Last edited: January 01, 2005

Virginia Sodomy Law Challenged

PlanetOut, September 15, 2000

SUMMARY: Gay men caught in an oral sex solicitation sting are in a Virginia appeals court to fight the discriminatory application of a law that’s broken "a million times a night."

The Virginia Court of Appeals on September 12 heard oral arguments in a challenge to the state’s venerable "crimes against nature" law, which punishes oral sex -- or "soliciting" it -- as a felony punishable by five years imprisonment, even if committed in private between consenting adults, even if they’re married. But activists believe the law is selectively enforced against gay men, and the case at hand is a 1998 police "sting" operation in Roanoke’s Wasena Park, with ten of the eighteen men arrested there acting as appellants. A ruling is expected before the year ends.

Despite the Appeals Court’s willingness to hear the case -- and it’s rejected similar challenges in the past -- the men’s attorney Sam Garrison had to devote much of the hearing to establishing their standing to challenge the law. He did that based on violation of First Amendment free speech rights, supported with a police officer’s testimony that he would be duty-bound to arrest two adults he overheard arranging to go engage in oral sex in private. But the key to Garrison’s approach is his assertion that, "The evidence in this case, which the court cannot ignore, is replete with statements by people -- men, women, married, unmarried, straight, gay -- that they engage in this conduct." He charged that the law is "broken a million times a night in this state."

One member of the three-judge panel specifically asked the state’s Senior Assistant Attorney General John McLees, who’s tasked with defending the law, if the state were willing to concede it would be unconstitutional to use the charge against a married couple acting in private. But McLees sidestepped the question, responding that it was not the issue before the court. He urged the judges to consider the law in the context it had been used, to deter gay "cruising" in the park, and said, "What relationship do these homosexual cruisers have with married people acting in private? None. None whatsoever." McLees called the issue one of public morality which the legislature rather than the court should decide to let stand or amend.

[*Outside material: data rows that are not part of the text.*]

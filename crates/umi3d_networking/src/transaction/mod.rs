//! # Transaction Batcher
//!
//! Accumulates operations over a tick window and hands them to the network
//! as one ordered [`Transaction`].
//!
//! ## State Machine
//!
//! ```text
//!            push                    interval elapsed
//!   Idle ───────────> Accumulating ─────────────────────> Flushing ──> Idle
//!                        │    ▲                              ▲
//!                        │    │ push                         │
//!                        └────┘                              │
//!                        └── (max_operations + 1)-th push ───┘
//! ```
//!
//! The operation that would exceed `max_operations` first flushes what is
//! pending, then starts the next batch. A batch the sink refuses is dropped:
//! every operation replays a current value, so the next flush repairs the
//! receiver.

use std::time::Instant;

use crate::config::BatcherConfig;
use crate::error::NetworkError;
use crate::protocol::{Operation, Transaction};

/// Where flushed transactions go.
pub trait TransactionSink {
    /// Hands one transaction to the network.
    fn send(&mut self, transaction: Transaction) -> Result<(), NetworkError>;
}

impl TransactionSink for Vec<Transaction> {
    fn send(&mut self, transaction: Transaction) -> Result<(), NetworkError> {
        self.push(transaction);
        Ok(())
    }
}

/// Batcher state.
#[derive(Clone, Copy, Debug, PartialEq, Eq)]
pub enum BatcherState {
    /// Nothing pending.
    Idle,
    /// Operations pending since `since`.
    Accumulating {
        /// Arrival of the oldest pending operation
        since: Instant,
    },
    /// Handing a batch to the sink.
    Flushing,
}

/// Batcher counters.
#[derive(Clone, Copy, Debug, Default, PartialEq, Eq)]
pub struct BatcherStats {
    /// Transactions accepted by the sink.
    pub flushed_transactions: u64,
    /// Operations in accepted transactions.
    pub flushed_operations: u64,
    /// Transactions the sink refused.
    pub dropped_transactions: u64,
    /// Operations in refused transactions.
    pub dropped_operations: u64,
}

/// Accumulates operations and flushes them under a time and count budget.
#[derive(Debug)]
pub struct TransactionBatcher<S> {
    config: BatcherConfig,
    sink: S,
    pending: Vec<Operation>,
    state: BatcherState,
    stats: BatcherStats,
}

impl<S: TransactionSink> TransactionBatcher<S> {
    /// Creates an idle batcher.
    pub fn new(config: BatcherConfig, sink: S) -> Self {
        Self {
            config,
            sink,
            pending: Vec::with_capacity(config.max_operations),
            state: BatcherState::Idle,
            stats: BatcherStats::default(),
        }
    }

    /// Adds one operation, flushing first if it would exceed the count
    /// budget.
    pub fn push(&mut self, operation: Operation, now: Instant) {
        let max = self.config.max_operations;
        if max > 0 && self.pending.len() + 1 > max {
            self.flush();
        }
        self.pending.push(operation);
        if self.state == BatcherState::Idle {
            self.state = BatcherState::Accumulating { since: now };
        }
    }

    /// Adds operations in order.
    pub fn extend(&mut self, operations: impl IntoIterator<Item = Operation>, now: Instant) {
        for operation in operations {
            self.push(operation, now);
        }
    }

    /// Flushes if the oldest pending operation has waited long enough.
    ///
    /// Returns true if a batch was flushed.
    pub fn tick(&mut self, now: Instant) -> bool {
        let interval = self.config.flush_interval();
        match self.state {
            BatcherState::Accumulating { since }
                if !interval.is_zero() && now.saturating_duration_since(since) >= interval =>
            {
                self.flush()
            }
            _ => false,
        }
    }

    /// Flushes whatever is pending as one transaction.
    ///
    /// Returns true if the sink accepted a batch.
    pub fn flush(&mut self) -> bool {
        if self.pending.is_empty() {
            self.state = BatcherState::Idle;
            return false;
        }

        self.state = BatcherState::Flushing;
        let operations = std::mem::replace(&mut self.pending, Vec::with_capacity(self.config.max_operations));
        let transaction = Transaction::from_operations(operations);
        let count = transaction.len() as u64;
        let reliable = transaction.reliable;

        let sent = match self.sink.send(transaction) {
            Ok(()) => {
                self.stats.flushed_transactions += 1;
                self.stats.flushed_operations += count;
                tracing::trace!(operations = count, reliable, "transaction flushed");
                true
            }
            Err(err) => {
                self.stats.dropped_transactions += 1;
                self.stats.dropped_operations += count;
                tracing::warn!(operations = count, reliable, error = %err, "transaction dropped");
                false
            }
        };
        self.state = BatcherState::Idle;
        sent
    }

    /// Current state.
    #[must_use]
    pub const fn state(&self) -> BatcherState {
        self.state
    }

    /// Number of pending operations.
    #[must_use]
    pub fn pending_len(&self) -> usize {
        self.pending.len()
    }

    /// Counters.
    #[must_use]
    pub const fn stats(&self) -> &BatcherStats {
        &self.stats
    }

    /// The sink.
    #[must_use]
    pub const fn sink(&self) -> &S {
        &self.sink
    }

    /// The sink, mutably.
    pub fn sink_mut(&mut self) -> &mut S {
        &mut self.sink
    }

    /// Budgets.
    #[must_use]
    pub const fn config(&self) -> &BatcherConfig {
        &self.config
    }
}

#[cfg(test)]
mod tests {
    use super::*;
    use crate::entity::EntityId;
    use crate::protocol::UserSet;
    use std::time::Duration;
    use umi3d_shared::{keys, EntityCategory};

    fn set(serial: u64) -> Operation {
        Operation::SetEntityProperty {
            entity: EntityId::new(EntityCategory::Object3D, serial),
            key: keys::NAME,
            value: "x".into(),
            users: UserSet::All,
        }
    }

    fn config(flush_interval_ms: u64, max_operations: usize) -> BatcherConfig {
        BatcherConfig {
            flush_interval_ms,
            max_operations,
        }
    }

    struct Offline;

    impl TransactionSink for Offline {
        fn send(&mut self, _: Transaction) -> Result<(), NetworkError> {
            Err(NetworkError::Unavailable)
        }
    }

    #[test]
    fn test_count_threshold_flushes_before_accumulating() {
        let mut batcher = TransactionBatcher::new(config(0, 3), Vec::new());
        let now = Instant::now();
        for serial in 1..=4 {
            batcher.push(set(serial), now);
        }
        assert_eq!(batcher.sink().len(), 1);
        assert_eq!(batcher.sink()[0].len(), 3);
        assert_eq!(batcher.pending_len(), 1);

        assert!(batcher.flush());
        assert_eq!(batcher.sink().len(), 2);
        assert_eq!(batcher.sink()[1].operations, vec![set(4)]);
        assert_eq!(batcher.state(), BatcherState::Idle);
    }

    #[test]
    fn test_time_threshold() {
        let mut batcher = TransactionBatcher::new(config(10, 0), Vec::new());
        let start = Instant::now();
        assert!(!batcher.tick(start));

        batcher.push(set(1), start);
        assert_eq!(batcher.state(), BatcherState::Accumulating { since: start });
        assert!(!batcher.tick(start + Duration::from_millis(9)));
        batcher.push(set(2), start + Duration::from_millis(9));
        assert!(batcher.tick(start + Duration::from_millis(10)));

        assert_eq!(batcher.sink().len(), 1);
        assert_eq!(batcher.sink()[0].len(), 2);
        assert_eq!(batcher.state(), BatcherState::Idle);
    }

    #[test]
    fn test_disabled_budgets_only_flush_explicitly() {
        let mut batcher = TransactionBatcher::new(config(0, 0), Vec::new());
        let start = Instant::now();
        for serial in 0..1_000 {
            batcher.push(set(serial), start);
        }
        assert!(!batcher.tick(start + Duration::from_secs(60)));
        assert!(batcher.sink().is_empty());
        assert!(batcher.flush());
        assert_eq!(batcher.sink()[0].len(), 1_000);
    }

    #[test]
    fn test_structural_batches_are_reliable() {
        let mut batcher = TransactionBatcher::new(config(0, 0), Vec::new());
        let now = Instant::now();
        batcher.push(set(1), now);
        batcher.flush();
        batcher.push(set(1), now);
        batcher.push(
            Operation::DeleteEntity {
                entity: EntityId::new(EntityCategory::Object3D, 1),
                users: UserSet::All,
            },
            now,
        );
        batcher.flush();
        assert!(!batcher.sink()[0].reliable);
        assert!(batcher.sink()[1].reliable);
    }

    #[test]
    fn test_unavailable_network_drops_the_batch() {
        let mut batcher = TransactionBatcher::new(config(0, 2), Offline);
        let now = Instant::now();
        for serial in 1..=3 {
            batcher.push(set(serial), now);
        }
        assert!(!batcher.flush());
        assert_eq!(batcher.pending_len(), 0);
        assert_eq!(
            *batcher.stats(),
            BatcherStats {
                flushed_transactions: 0,
                flushed_operations: 0,
                dropped_transactions: 2,
                dropped_operations: 3,
            }
        );
    }
}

The legislature has shown great reluctance to change the law. A bill this year by Delegate Karen Darner (D-Arlington) simply to reduce acts between consenting adults from felonies to misdemeanors without jail sentences advanced farther than any of her previous attempts to repeal the law. Felony convictions mean loss of voting rights and disqualification from many kinds of professional credentials, while misdemeanors do not. Darner’s proposal won a 50 - 49 vote in the House of Delegates because one opposing member was absent due to illness, but her bill was finally killed by the state Senate Courts and Justice Committee vote in February (see PlanetOut News of February 24). A majority of that committee was unmoved by testimony including that of a wheelchair-bound person whose disabilities make non-felonious intimacy all but impossible.

Meanwhile, the men caught "commanding, entreating or attempting to persuade" undercover police in Wasena Park to commit the felonious "crime against nature" are not serving five-year sentences. The first five cases tried ended in one conviction with a sentence of sixty days. The men appearing before the Court of Appeals plea-bargained, pleading guilty with the understanding that their sentences would be suspended pending the appeal (see PlanetOut News of June 10, 1999). Charges were dropped in several cases. Before the Wasena sting, Roanoke authorities had used misdemeanor charges against cruisers, rather than the felony charge of soliciting a felony (oral sex).

In 1996, the Virginia Court of Appeals rejected a gay man’s claim of discrimination after he was charged with soliciting a felony in a park in Virginia Beach.